The objective of the third study included in this dissertation was to examine the mechanism underlying the RS-mediated effects on vitamin D balance of and whether lower intake of dietary RS would promote kidney health and vitamin D balance in ZDF rats. Here, lean Zucker rats (n=5) were used as our control group (LC) and fed a control diet (AIN-93G). For comparison to LC rats, ZDF rats (n = 5/group) were fed the control diet (DC), RS diet (HRS), or a diet containing 275 g/kg of high-amylose maize and 275 g/kg of corn starch (MRS) for 6 weeks. Fasting blood glucose concentrations and hemoglobin A1c% were not affected by HRS or MRS diet. Yet, insulin concentrations were 1.5-fold greater and HOMA-β% was 2-fold greater in HRS rats compared to DC rats, whereas these improvements were not observed in MRS-fed ZDF rats. Additionally, HRS rats, when compared to DC rats, exhibited a 20% increase in serum 25D concentrations and excretion of vitamin D metabolites was blunted. No differences were detected between MRS and DC rats with respect to vitamin D balance. Serum triglycerides were 50% lower and liver triglycerides were 2-fold greater in HRS rats when compared to DC rats. Circulating adiponectin concentrations were 77% greater and serum angiotensin II concentrations were 44% lower in HRS rats than in DC rats. No differences in circulating adiponectin and angiotensin II concentrations were observed in MRS compared to DC rats. Moreover, adiponectin concentrations were highly correlated with vitamin D status (r = 0.815, P < 0.001) and urinary creatinine output (r = 0.818, P < 0.001) and inversely correlated with urinary protein (r = -0.583, P = 0.02).

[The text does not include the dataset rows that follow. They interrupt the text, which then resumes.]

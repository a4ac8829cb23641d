//! Background execution of post-commit work.
//!
//! - [`TenantLanes`]: one FIFO task per tenant. Jobs of a tenant run one at a
//!   time in submission order; tenants progress independently. A lane whose
//!   queue runs dry retires and leaves the table.
//! - [`InFlight`]: counts spawned side effects so shutdown (and tests) can
//!   wait for them.

use std::collections::HashMap;
use std::sync::atomic::{AtomicU64, AtomicUsize, Ordering};
use std::sync::{Arc, Mutex, MutexGuard};

use futures::future::BoxFuture;
use tokio::sync::{Notify, mpsc};
use tracing::{debug, warn};

use marketplace_core::TenantId;

pub type LaneJob = BoxFuture<'static, ()>;

#[derive(Debug)]
struct Lane {
    id: u64,
    jobs: mpsc::UnboundedSender<LaneJob>,
}

type LaneTable = Arc<Mutex<HashMap<TenantId, Lane>>>;

fn lock_table(table: &LaneTable) -> MutexGuard<'_, HashMap<TenantId, Lane>> {
    match table.lock() {
        Ok(lanes) => lanes,
        Err(poisoned) => poisoned.into_inner(),
    }
}

#[derive(Debug, Default)]
pub struct TenantLanes {
    lanes: LaneTable,
    next_id: AtomicU64,
}

impl TenantLanes {
    pub fn new() -> Self {
        Self::default()
    }

    /// Queue `job` behind every job previously submitted for `tenant_id`.
    ///
    /// Must be called from within a tokio runtime.
    pub fn submit(&self, tenant_id: TenantId, job: LaneJob) {
        let mut lanes = lock_table(&self.lanes);

        let job = match lanes.get(&tenant_id) {
            Some(lane) => match lane.jobs.send(job) {
                Ok(()) => return,
                Err(mpsc::error::SendError(job)) => {
                    // The lane task died (a job panicked); start a fresh one.
                    warn!(tenant_id = %tenant_id, "tenant lane restarted");
                    job
                }
            },
            None => job,
        };

        let id = self.next_id.fetch_add(1, Ordering::Relaxed);
        let jobs = spawn_lane(self.lanes.clone(), tenant_id, id);
        let _ = jobs.send(job);
        lanes.insert(tenant_id, Lane { id, jobs });
    }

    pub fn lane_count(&self) -> usize {
        lock_table(&self.lanes).len()
    }
}

/// Run jobs until the queue is empty, then retire. The emptiness check holds
/// the table lock, which `submit` also holds while sending, so a job is never
/// left behind in a retired lane.
fn spawn_lane(table: LaneTable, tenant_id: TenantId, id: u64) -> mpsc::UnboundedSender<LaneJob> {
    let (tx, mut rx) = mpsc::unbounded_channel::<LaneJob>();
    tokio::spawn(async move {
        loop {
            let job = match rx.try_recv() {
                Ok(job) => job,
                Err(_) => {
                    let mut lanes = lock_table(&table);
                    match rx.try_recv() {
                        Ok(job) => job,
                        Err(_) => {
                            if lanes.get(&tenant_id).is_some_and(|lane| lane.id == id) {
                                lanes.remove(&tenant_id);
                            }
                            debug!(tenant_id = %tenant_id, "tenant lane idle, retired");
                            return;
                        }
                    }
                }
            };
            job.await;
        }
    });
    tx
}

/// Counter of running background side effects.
#[derive(Debug, Default)]
pub struct InFlight {
    count: AtomicUsize,
    idle: Notify,
}

impl InFlight {
    pub fn new() -> Self {
        Self::default()
    }

    pub fn enter(self: &Arc<Self>) -> InFlightGuard {
        self.count.fetch_add(1, Ordering::SeqCst);
        InFlightGuard { owner: self.clone() }
    }

    pub fn current(&self) -> usize {
        self.count.load(Ordering::SeqCst)
    }

    /// Resolve once nothing is in flight.
    pub async fn wait_idle(&self) {
        loop {
            let notified = self.idle.notified();
            if self.current() == 0 {
                return;
            }
            notified.await;
        }
    }
}

/// Held by a running side effect; dropping it marks the effect finished.
#[derive(Debug)]
pub struct InFlightGuard {
    owner: Arc<InFlight>,
}

impl Drop for InFlightGuard {
    fn drop(&mut self) {
        if self.owner.count.fetch_sub(1, Ordering::SeqCst) == 1 {
            self.owner.idle.notify_waiters();
        }
    }
}
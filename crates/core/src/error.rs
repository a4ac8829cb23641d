//! Domain error model.

use thiserror::Error;

/// Result type used across the domain layer.
pub type DomainResult<T> = Result<T, DomainError>;

/// Domain-level error.
///
/// Keep this focused on deterministic, business/domain failures (validation,
/// invariants, conflicts). Infrastructure concerns belong elsewhere.
#[derive(Debug, Error, Clone, PartialEq, Eq)]
pub enum DomainError {
    /// A value failed validation (e.g. malformed input). Never retried.
    #[error("validation failed: {0}")]
    Validation(String),

    /// A domain invariant was violated (e.g. mutating a deleted entity).
    #[error("invariant violated: {0}")]
    InvariantViolation(String),

    /// An identifier was invalid (e.g. parse failure).
    #[error("invalid identifier: {0}")]
    InvalidId(String),

    /// A requested resource was not found (domain-level).
    #[error("not found")]
    NotFound,

    /// A conflict occurred (stale version / optimistic concurrency).
    #[error("conflict: {0}")]
    Conflict(String),
}

impl DomainError {
    pub fn validation(msg: impl Into<String>) -> Self {
        Self::Validation(msg.into())
    }

    pub fn invariant(msg: impl Into<String>) -> Self {
        Self::InvariantViolation(msg.into())
    }

    pub fn invalid_id(msg: impl Into<String>) -> Self {
        Self::InvalidId(msg.into())
    }

    pub fn conflict(msg: impl Into<String>) -> Self {
        Self::Conflict(msg.into())
    }

    pub fn not_found() -> Self {
        Self::NotFound
    }
}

Collectively, though we showed that the effect of 20% RS on promoting kidney function and vitamin D homeostasis in ZDF rats may be influenced by circulating adiponectin concentrations, our studies indicate that a 50% reduction in dietary RS does not produce the same results. Nevertheless, the studies described in this dissertation indicate that HAM could be a part of dietary intervention strategies aiming to prevent or attenuate symptoms of diabetic nephropathy that are independent of blood glucose management. Because the level of dietary RS used in these studies would be difficult to translate to human feeding studies, future work should consider combination strategies with RS and other dietary compounds or medications for the prevention and/or management of diabetic nephropathy and its associated complications.